The Coralina Triptych installation is a trinity monument to survivors of the conflicting reproductive health and climate crisis above Miami’s waterline-beyond its redlined neighborhoods. 3 Mother Mold monuments created by, and for Q+BIPOC families, occupy a Catholic sanctuary garden, Flan Boyan blossoms, between a fountain of youth, a fractured ceramic Moche vessel that is shaped into a cross and a marble, Madre Maria statue. The abject fertility effigies composed of seaside debris are cast in construction materials and shaped into a “Mother Mold” representing pregnant Q+BIPOC Miami mothers. Resisting the texture and complexion of the American Castas system (racial hierarchy), the retablo triptych serves a dual purpose, as a welcoming and cautionary sign for endangered flora, fauna and activists.
Litter collected along Miami Beach after tropical storms: intimate environmental debris. Detritus, installed at the Cuban American Catholic Archdiocese of Florida, in the Allapattah (Seminole word for alligator). The Archdiocese houses the largest collection of art & antiquities including a collection of indigenous American artifacts acquired during colonization.
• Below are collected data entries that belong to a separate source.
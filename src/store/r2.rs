//! R2 backend for the object store collaborator.

use async_trait::async_trait;
use worker::{Bucket, Env, UploadedPart};

use super::ObjectStore;
use crate::errors::StoreError;
use crate::models::{CompletedPart, StoredObject};

/// Resolves the `bucket` argument of every call as an R2 binding name on the
/// Worker environment, so one store serves every bound bucket.
pub struct R2Store<'a> {
    env: &'a Env,
}

impl<'a> R2Store<'a> {
    pub fn new(env: &'a Env) -> Self {
        Self { env }
    }

    fn bucket(&self, binding: &str) -> Result<Bucket, StoreError> {
        self.env
            .bucket(binding)
            .map_err(|e| StoreError::Unavailable(format!("R2 binding `{binding}`: {e}")))
    }
}

#[async_trait(?Send)]
impl ObjectStore for R2Store<'_> {
    async fn initiate_upload(&self, bucket: &str, object_key: &str) -> Result<String, StoreError> {
        let upload = self
            .bucket(bucket)?
            .create_multipart_upload(object_key)
            .execute()
            .await?;
        Ok(upload.upload_id().await.to_string())
    }

    async fn upload_part(
        &self,
        bucket: &str,
        object_key: &str,
        upload_id: &str,
        part_number: u16,
        payload: Vec<u8>,
    ) -> Result<String, StoreError> {
        let upload = self
            .bucket(bucket)?
            .resume_multipart_upload(object_key, upload_id)?;
        let part = upload.upload_part(part_number, payload).await?;
        Ok(part.etag())
    }

    async fn complete_upload(
        &self,
        bucket: &str,
        object_key: &str,
        upload_id: &str,
        parts: &[CompletedPart],
    ) -> Result<StoredObject, StoreError> {
        let upload = self
            .bucket(bucket)?
            .resume_multipart_upload(object_key, upload_id)?;
        let manifest: Vec<UploadedPart> = parts
            .iter()
            .map(|p| UploadedPart::new(p.part_number, p.etag.clone()))
            .collect();
        let object = upload
            .complete(manifest)
            .await
            .map_err(|e| StoreError::Rejected(e.to_string()))?;
        Ok(StoredObject {
            key: object.key(),
            etag: object.etag(),
            size: u64::from(object.size()),
        })
    }

    async fn abort_upload(
        &self,
        bucket: &str,
        object_key: &str,
        upload_id: &str,
    ) -> Result<(), StoreError> {
        let upload = self
            .bucket(bucket)?
            .resume_multipart_upload(object_key, upload_id)?;
        upload.abort().await?;
        Ok(())
    }
}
Born in the Everglades, raised Tinkuy (queer) and Ital between Homestead, FL and the Caribbean, Coralina Rodriguez Meyer is a Brooklyn/Miami-based, mixed race indigenous American (Muisca/Inca) artist & urban designer. Coralina’s Quipucamayoc (culture keeper) practice spans, documentary sculpture, moving images and immersive installations, created in collaboration with social & environmental justice leaders and her Q+BIPOC neighbors. Rodriguez Myers direct activism, visual art, architecture, archive work interprets and meditates structural violence, often associated with mainstream American mythology, into performances that challenge what seems to be normalized rites of passage. These works are executed in collaboration with her barrio (community) to build civic agency.